• [ENTRIES SHOWN]
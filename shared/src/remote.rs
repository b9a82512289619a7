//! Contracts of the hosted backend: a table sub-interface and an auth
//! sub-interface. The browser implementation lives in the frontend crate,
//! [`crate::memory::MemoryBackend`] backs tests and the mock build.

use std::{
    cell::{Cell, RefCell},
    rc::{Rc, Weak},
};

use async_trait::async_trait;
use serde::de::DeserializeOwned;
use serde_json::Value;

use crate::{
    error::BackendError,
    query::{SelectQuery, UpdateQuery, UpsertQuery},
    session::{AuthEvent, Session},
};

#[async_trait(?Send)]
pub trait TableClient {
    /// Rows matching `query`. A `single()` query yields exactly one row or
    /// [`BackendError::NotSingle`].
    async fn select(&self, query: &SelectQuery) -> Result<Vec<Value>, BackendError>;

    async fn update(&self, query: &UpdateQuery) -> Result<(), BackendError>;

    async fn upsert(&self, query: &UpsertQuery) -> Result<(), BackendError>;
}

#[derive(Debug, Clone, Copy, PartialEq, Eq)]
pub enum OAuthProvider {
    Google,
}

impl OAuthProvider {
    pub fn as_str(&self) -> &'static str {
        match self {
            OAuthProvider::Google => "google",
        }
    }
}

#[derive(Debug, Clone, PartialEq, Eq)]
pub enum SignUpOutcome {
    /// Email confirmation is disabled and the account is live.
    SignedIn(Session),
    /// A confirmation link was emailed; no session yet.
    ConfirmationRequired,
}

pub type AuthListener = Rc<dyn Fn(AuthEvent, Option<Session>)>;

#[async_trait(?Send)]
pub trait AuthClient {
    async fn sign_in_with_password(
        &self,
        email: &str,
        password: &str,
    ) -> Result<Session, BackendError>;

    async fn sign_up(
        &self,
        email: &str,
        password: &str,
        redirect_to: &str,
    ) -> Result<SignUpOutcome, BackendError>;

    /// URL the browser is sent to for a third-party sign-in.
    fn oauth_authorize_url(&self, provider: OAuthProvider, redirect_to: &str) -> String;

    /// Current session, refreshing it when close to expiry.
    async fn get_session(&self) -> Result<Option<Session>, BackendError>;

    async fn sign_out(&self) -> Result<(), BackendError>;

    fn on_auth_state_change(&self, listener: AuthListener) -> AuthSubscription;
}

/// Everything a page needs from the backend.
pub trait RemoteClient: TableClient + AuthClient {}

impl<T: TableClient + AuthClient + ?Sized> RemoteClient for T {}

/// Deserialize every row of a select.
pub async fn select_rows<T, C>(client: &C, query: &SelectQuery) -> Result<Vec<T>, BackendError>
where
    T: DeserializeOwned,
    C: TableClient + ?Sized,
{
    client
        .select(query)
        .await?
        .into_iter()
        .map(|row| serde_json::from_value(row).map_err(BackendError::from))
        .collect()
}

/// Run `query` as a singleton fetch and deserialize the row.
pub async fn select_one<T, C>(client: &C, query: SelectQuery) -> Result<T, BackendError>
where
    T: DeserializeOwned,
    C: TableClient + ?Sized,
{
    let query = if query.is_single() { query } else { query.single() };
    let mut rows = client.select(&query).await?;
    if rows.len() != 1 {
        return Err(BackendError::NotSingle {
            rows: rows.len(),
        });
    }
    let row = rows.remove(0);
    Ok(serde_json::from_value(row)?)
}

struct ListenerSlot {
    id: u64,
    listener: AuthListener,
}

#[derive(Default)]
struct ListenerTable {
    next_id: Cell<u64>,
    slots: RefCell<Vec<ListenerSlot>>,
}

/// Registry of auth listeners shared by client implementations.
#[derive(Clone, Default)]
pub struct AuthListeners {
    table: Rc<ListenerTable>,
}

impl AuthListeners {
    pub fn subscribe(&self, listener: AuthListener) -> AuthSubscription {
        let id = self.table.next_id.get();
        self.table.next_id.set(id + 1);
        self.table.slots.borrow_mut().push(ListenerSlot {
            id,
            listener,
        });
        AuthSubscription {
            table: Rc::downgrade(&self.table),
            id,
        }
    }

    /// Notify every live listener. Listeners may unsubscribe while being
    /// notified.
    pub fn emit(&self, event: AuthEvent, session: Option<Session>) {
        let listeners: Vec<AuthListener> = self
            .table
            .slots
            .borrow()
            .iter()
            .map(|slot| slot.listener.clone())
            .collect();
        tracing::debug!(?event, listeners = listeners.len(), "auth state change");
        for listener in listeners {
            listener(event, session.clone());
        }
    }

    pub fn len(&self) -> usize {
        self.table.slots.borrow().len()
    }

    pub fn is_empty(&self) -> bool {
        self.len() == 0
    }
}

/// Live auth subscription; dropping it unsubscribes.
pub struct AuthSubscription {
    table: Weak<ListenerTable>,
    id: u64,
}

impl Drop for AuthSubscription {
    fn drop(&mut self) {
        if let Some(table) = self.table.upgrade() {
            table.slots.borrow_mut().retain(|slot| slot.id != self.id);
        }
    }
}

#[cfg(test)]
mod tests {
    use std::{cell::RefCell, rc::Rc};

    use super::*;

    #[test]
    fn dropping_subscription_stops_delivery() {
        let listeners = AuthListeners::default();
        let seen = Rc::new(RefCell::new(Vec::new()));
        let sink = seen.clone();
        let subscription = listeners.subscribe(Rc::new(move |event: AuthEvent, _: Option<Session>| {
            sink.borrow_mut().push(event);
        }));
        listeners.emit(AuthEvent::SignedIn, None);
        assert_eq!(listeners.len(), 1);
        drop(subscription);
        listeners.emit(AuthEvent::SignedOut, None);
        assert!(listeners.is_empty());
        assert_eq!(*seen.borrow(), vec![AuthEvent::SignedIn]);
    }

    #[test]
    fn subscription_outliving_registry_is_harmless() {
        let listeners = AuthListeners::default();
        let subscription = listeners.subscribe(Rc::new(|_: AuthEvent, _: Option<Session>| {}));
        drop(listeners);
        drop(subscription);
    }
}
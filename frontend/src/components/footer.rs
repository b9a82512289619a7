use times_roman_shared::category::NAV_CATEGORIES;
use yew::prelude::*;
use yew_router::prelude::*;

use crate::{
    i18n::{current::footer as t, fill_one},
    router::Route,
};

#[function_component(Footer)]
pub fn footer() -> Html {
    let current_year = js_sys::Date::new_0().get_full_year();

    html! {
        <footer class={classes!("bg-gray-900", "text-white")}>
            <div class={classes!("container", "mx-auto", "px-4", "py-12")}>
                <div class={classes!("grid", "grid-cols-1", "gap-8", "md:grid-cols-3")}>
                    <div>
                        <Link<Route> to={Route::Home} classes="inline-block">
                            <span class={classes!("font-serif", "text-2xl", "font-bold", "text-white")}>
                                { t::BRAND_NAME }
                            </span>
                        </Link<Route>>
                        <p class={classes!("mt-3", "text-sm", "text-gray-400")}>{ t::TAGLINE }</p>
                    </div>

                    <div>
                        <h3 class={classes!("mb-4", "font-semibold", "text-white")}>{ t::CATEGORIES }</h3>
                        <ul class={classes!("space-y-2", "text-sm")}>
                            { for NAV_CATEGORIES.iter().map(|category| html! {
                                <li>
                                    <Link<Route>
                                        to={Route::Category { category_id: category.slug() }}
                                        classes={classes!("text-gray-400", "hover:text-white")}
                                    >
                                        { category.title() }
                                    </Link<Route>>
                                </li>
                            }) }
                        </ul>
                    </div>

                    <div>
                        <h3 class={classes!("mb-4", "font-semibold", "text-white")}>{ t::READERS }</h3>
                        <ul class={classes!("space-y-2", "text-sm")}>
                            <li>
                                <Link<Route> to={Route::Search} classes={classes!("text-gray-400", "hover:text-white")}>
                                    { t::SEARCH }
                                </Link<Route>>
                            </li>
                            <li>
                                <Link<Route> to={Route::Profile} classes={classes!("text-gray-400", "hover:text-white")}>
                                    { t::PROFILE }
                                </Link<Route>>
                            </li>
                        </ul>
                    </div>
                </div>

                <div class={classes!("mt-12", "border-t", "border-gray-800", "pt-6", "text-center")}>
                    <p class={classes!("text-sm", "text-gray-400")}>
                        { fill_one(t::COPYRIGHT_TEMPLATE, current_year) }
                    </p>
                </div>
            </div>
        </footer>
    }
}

• [YOUR INSTRUCTIONS] Write out exactly the lines from the start of the material through the line with "use async_trait::async_trait;". No other output is expected.

• [EXPECTED OUTPUT]
filename shared/src/remote.rs
repository b9a82512289619a7
//! Contracts of the hosted backend: a table sub-interface and an auth
//! sub-interface. The browser implementation lives in the frontend crate,
//! [`crate::memory::MemoryBackend`] backs tests and the mock build.

use std::{
    cell::{Cell, RefCell},
    rc::{Rc, Weak},
};

use async_trait::async_trait;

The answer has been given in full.